_Try it_: Look for the word "crate" in the entries below, then copy every line that has it.

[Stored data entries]
=-=-=-=-=

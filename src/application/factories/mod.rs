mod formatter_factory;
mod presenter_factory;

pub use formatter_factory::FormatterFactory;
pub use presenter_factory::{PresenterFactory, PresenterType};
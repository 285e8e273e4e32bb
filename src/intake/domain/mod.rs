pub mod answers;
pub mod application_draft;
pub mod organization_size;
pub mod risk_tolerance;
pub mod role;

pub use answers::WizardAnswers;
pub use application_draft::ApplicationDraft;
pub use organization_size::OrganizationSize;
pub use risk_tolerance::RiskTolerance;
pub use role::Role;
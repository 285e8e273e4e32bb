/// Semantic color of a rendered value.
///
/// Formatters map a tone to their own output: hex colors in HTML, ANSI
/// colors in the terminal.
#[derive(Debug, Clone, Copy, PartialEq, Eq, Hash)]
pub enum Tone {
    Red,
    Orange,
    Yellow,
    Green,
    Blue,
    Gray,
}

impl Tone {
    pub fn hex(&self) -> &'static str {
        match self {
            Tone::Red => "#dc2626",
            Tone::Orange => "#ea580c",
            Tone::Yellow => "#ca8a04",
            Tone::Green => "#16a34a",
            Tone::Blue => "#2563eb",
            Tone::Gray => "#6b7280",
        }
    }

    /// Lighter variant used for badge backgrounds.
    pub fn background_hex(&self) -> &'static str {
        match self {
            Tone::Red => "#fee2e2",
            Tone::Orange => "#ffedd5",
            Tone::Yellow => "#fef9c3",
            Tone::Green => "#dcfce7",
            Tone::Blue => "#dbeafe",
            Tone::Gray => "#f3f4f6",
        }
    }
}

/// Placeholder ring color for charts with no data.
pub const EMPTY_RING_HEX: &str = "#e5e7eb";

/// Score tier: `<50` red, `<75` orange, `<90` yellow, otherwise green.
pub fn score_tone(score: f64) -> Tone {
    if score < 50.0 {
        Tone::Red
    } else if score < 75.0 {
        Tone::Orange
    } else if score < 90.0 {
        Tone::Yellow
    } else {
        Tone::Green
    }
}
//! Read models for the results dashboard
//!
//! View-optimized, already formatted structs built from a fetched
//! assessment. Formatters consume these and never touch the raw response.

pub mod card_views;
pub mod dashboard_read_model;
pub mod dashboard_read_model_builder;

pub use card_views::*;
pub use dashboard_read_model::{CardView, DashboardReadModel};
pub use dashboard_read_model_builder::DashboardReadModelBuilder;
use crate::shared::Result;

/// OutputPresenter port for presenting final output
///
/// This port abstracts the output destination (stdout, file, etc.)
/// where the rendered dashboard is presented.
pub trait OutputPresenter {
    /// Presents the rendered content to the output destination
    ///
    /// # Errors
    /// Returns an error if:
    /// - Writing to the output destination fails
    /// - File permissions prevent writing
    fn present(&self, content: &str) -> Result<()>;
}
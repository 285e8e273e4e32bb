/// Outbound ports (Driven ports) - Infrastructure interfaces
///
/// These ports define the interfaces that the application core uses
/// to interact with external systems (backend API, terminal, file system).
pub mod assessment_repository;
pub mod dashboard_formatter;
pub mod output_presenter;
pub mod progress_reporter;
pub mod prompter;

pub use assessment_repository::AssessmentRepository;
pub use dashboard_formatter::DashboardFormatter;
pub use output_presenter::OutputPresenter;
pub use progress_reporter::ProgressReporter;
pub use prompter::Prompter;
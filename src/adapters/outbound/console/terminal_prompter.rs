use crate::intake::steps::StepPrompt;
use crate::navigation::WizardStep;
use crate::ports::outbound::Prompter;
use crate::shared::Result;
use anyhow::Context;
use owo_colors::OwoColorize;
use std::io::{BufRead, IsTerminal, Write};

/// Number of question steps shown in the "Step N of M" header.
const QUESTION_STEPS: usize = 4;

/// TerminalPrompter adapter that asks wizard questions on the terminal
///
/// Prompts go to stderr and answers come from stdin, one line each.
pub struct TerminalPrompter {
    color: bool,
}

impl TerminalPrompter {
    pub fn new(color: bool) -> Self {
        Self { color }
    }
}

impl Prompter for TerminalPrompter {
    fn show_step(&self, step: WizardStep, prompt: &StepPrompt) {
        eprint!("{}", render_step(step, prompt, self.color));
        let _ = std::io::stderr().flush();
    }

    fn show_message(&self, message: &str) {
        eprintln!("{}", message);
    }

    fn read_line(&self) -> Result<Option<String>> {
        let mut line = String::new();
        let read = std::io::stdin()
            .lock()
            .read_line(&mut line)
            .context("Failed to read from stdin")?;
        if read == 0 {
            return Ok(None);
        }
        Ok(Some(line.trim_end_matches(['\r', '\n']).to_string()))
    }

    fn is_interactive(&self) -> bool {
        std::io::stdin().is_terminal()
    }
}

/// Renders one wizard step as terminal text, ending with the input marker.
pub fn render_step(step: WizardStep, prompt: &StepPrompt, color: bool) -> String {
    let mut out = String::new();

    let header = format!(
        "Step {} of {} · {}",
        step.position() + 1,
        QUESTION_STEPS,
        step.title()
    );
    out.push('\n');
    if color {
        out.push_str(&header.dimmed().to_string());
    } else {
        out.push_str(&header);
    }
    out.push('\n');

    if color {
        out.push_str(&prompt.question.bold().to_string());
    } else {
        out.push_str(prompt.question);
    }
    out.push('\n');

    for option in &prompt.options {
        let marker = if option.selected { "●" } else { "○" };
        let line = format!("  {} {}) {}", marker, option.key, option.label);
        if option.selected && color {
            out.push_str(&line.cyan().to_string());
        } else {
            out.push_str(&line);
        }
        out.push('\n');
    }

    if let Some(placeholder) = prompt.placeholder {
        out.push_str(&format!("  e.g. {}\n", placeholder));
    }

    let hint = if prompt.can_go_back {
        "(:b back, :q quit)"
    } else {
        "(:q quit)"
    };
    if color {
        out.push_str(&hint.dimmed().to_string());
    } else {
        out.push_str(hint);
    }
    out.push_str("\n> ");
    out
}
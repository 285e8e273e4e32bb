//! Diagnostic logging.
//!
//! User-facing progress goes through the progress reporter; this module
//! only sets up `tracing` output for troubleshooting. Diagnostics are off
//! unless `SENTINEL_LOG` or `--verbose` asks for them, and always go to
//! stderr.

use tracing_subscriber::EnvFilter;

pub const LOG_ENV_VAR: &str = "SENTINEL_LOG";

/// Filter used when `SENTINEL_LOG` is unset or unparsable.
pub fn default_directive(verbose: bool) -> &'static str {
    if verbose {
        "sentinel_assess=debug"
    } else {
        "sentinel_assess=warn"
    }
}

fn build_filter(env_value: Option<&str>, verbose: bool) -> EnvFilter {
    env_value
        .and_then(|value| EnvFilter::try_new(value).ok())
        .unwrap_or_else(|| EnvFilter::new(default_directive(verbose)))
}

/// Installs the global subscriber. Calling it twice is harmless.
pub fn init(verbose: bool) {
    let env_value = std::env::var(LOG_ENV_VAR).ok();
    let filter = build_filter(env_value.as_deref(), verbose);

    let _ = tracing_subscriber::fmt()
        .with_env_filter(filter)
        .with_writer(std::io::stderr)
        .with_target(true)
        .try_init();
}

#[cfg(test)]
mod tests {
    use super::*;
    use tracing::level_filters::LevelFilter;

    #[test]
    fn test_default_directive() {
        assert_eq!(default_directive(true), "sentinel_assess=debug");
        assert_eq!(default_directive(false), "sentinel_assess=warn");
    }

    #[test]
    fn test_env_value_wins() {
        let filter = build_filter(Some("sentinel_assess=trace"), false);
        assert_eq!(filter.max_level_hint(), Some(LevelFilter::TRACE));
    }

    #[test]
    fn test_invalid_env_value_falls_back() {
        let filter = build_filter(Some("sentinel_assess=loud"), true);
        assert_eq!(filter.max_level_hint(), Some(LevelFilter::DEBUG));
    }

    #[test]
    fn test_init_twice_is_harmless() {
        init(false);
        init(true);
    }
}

=-=-=-=-=

_Answer area_:
use crate::shared::Result;
use crate::intake::steps::StepPrompt;
use crate::navigation::WizardStep;
use crate::ports::outbound::Prompter;
use crate::shared::Result;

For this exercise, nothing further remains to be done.